**How to complete this task**
Search the records for the string "ConfigValidationError", and show each line where it appears.

**Materials provided**
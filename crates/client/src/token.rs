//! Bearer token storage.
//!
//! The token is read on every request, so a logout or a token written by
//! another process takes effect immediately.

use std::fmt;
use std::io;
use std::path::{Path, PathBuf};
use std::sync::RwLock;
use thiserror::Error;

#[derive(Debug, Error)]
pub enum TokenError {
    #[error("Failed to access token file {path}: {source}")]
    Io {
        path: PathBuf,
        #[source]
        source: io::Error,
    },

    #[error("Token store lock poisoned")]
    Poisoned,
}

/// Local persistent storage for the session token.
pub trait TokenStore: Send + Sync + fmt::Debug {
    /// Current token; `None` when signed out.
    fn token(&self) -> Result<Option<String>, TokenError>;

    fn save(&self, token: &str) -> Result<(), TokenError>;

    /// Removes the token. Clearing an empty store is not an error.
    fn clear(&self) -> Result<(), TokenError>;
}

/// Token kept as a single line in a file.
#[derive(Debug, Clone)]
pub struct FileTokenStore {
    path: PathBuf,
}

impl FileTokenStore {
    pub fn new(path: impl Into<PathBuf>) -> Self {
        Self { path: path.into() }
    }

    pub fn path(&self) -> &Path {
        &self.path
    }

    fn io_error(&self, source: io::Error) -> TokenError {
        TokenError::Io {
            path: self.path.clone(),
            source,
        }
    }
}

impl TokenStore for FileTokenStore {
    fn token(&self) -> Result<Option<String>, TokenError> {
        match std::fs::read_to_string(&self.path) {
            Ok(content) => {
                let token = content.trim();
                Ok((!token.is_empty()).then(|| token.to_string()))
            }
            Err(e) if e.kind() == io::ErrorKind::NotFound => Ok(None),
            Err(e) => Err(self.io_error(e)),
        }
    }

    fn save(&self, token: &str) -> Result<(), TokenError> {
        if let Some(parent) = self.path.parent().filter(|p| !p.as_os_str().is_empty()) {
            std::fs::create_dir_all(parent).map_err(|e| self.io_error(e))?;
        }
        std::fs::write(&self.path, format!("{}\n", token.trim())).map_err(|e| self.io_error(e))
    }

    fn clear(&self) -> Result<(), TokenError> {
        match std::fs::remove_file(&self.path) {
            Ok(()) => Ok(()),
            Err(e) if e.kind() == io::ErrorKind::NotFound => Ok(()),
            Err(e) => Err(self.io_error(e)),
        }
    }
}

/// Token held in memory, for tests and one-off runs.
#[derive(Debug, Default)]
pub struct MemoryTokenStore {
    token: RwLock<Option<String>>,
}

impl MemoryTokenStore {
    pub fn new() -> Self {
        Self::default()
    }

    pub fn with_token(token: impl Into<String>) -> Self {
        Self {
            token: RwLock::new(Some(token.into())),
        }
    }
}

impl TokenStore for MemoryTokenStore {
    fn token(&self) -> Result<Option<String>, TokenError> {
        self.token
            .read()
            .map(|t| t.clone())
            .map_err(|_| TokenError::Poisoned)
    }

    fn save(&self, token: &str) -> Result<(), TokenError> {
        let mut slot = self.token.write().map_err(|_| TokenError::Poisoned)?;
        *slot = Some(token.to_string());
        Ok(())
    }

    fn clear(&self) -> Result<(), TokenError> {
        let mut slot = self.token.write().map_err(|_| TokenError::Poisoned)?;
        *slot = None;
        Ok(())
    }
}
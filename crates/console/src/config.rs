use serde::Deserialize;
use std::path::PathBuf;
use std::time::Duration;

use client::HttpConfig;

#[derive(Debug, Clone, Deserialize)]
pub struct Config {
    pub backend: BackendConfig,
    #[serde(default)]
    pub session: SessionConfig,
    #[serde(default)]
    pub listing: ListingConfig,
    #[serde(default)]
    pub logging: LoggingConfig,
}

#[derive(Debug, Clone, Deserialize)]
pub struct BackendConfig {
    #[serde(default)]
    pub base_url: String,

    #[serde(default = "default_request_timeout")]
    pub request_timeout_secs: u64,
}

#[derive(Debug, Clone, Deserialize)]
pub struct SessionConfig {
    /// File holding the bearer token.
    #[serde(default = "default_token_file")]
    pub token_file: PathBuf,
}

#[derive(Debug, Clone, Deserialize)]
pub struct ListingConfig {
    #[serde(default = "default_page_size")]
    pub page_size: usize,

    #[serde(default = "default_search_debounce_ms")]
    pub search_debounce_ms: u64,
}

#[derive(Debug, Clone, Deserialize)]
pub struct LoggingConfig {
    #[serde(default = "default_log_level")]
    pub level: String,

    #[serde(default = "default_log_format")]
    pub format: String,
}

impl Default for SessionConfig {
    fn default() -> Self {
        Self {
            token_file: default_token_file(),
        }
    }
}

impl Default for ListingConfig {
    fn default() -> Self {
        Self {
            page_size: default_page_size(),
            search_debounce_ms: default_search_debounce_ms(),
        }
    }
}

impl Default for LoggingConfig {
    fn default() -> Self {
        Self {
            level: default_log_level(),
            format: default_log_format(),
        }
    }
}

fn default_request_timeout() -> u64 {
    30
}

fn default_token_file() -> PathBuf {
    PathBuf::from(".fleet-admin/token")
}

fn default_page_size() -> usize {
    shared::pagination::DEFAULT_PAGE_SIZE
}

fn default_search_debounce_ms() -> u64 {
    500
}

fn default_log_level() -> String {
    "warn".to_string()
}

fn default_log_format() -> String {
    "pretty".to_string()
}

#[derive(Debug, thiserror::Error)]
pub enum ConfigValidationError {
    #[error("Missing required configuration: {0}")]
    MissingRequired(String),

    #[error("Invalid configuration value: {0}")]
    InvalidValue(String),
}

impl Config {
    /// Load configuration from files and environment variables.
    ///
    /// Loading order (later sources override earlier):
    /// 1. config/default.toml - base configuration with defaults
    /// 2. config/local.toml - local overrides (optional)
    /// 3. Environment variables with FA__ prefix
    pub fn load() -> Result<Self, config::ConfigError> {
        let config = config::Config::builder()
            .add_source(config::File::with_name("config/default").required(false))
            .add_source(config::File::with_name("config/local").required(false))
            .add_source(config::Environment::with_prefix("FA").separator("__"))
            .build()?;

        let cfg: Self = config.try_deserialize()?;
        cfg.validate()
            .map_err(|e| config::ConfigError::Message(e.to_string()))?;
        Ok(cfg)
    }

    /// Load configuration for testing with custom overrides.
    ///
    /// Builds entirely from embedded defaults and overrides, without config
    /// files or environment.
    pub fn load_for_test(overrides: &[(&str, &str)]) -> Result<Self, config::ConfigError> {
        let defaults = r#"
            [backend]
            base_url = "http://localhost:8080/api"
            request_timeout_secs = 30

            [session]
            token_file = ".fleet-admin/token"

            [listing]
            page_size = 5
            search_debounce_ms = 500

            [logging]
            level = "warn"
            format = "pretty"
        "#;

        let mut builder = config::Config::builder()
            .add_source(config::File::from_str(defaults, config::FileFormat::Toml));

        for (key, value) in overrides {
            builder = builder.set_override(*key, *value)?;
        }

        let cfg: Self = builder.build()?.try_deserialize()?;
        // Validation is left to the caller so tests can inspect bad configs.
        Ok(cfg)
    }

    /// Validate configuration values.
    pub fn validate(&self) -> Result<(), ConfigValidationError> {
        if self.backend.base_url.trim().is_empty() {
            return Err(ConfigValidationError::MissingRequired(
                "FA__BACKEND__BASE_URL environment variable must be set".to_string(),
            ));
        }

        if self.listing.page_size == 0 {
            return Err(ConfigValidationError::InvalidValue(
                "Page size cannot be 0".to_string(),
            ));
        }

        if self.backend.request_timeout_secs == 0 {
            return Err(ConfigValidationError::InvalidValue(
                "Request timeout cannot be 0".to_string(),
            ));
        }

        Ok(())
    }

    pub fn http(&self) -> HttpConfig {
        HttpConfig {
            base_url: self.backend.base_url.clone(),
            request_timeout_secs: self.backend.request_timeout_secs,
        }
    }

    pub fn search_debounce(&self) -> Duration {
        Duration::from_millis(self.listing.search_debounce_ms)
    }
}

**Task output**
pub enum ConfigValidationError {
    pub fn validate(&self) -> Result<(), ConfigValidationError> {
            return Err(ConfigValidationError::MissingRequired(
            return Err(ConfigValidationError::InvalidValue(
            return Err(ConfigValidationError::InvalidValue(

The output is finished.